Could you give the records below again exactly as they stand?

- [LISTED RECORDS]:
__________
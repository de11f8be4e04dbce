use chrono::{DateTime, Utc};
use serde::{Deserialize, Serialize};

use super::enums::Sender;

/// One line of a chat transcript.
#[derive(Debug, Clone, PartialEq, Serialize, Deserialize)]
pub struct ChatMessage {
    pub sender: Sender,
    pub message: String,
    #[serde(deserialize_with = "super::timestamp::deserialize")]
    pub timestamp: DateTime<Utc>,
}

impl ChatMessage {
    /// Stamp a message with the current client time.
    pub fn now(sender: Sender, message: impl Into<String>) -> Self {
        Self {
            sender,
            message: message.into(),
            timestamp: Utc::now(),
        }
    }
}

/// Body of `POST /chat`. `session_id` is null on the first turn.
#[derive(Debug, Clone, PartialEq, Eq, Serialize, Deserialize)]
pub struct ChatRequest {
    pub patient_id: String,
    pub message: String,
    pub session_id: Option<String>,
}

#[derive(Debug, Clone, PartialEq, Eq, Serialize, Deserialize)]
pub struct ChatReply {
    pub session_id: String,
    pub ai_response: String,
    /// Echo of the patient's message.
    #[serde(default)]
    pub message: Option<String>,
}

/// One row of a patient's chat session listing, most recent first.
///
/// The backend groups stored messages by session and reports the group
/// key as `_id`.
#[derive(Debug, Clone, PartialEq, Eq, Serialize, Deserialize)]
pub struct ChatSessionSummary {
    #[serde(rename = "_id", alias = "session_id")]
    pub session_id: String,
    #[serde(deserialize_with = "super::timestamp::deserialize")]
    pub last_message: DateTime<Utc>,
    pub message_count: u32,
}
__________
- [SOLUTION TO THIS PROBLEM]:
repository de11f8be4e04dbce
use chrono::{DateTime, Utc};
use serde::{Deserialize, Serialize};

use super::enums::Sender;

/// One line of a chat transcript.
#[derive(Debug, Clone, PartialEq, Serialize, Deserialize)]
pub struct ChatMessage {
    pub sender: Sender,
    pub message: String,
    #[serde(deserialize_with = "super::timestamp::deserialize")]
    pub timestamp: DateTime<Utc>,
}

impl ChatMessage {
    /// Stamp a message with the current client time.
    pub fn now(sender: Sender, message: impl Into<String>) -> Self {
        Self {
            sender,
            message: message.into(),
            timestamp: Utc::now(),
        }
    }
}

/// Body of `POST /chat`. `session_id` is null on the first turn.
#[derive(Debug, Clone, PartialEq, Eq, Serialize, Deserialize)]
pub struct ChatRequest {
    pub patient_id: String,
    pub message: String,
    pub session_id: Option<String>,
}

#[derive(Debug, Clone, PartialEq, Eq, Serialize, Deserialize)]
pub struct ChatReply {
    pub session_id: String,
    pub ai_response: String,
    /// Echo of the patient's message.
    #[serde(default)]
    pub message: Option<String>,
}

/// One row of a patient's chat session listing, most recent first.
///
/// The backend groups stored messages by session and reports the group
/// key as `_id`.
#[derive(Debug, Clone, PartialEq, Eq, Serialize, Deserialize)]
pub struct ChatSessionSummary {
    #[serde(rename = "_id", alias = "session_id")]
    pub session_id: String,
    #[serde(deserialize_with = "super::timestamp::deserialize")]
    pub last_message: DateTime<Utc>,
    pub message_count: u32,
}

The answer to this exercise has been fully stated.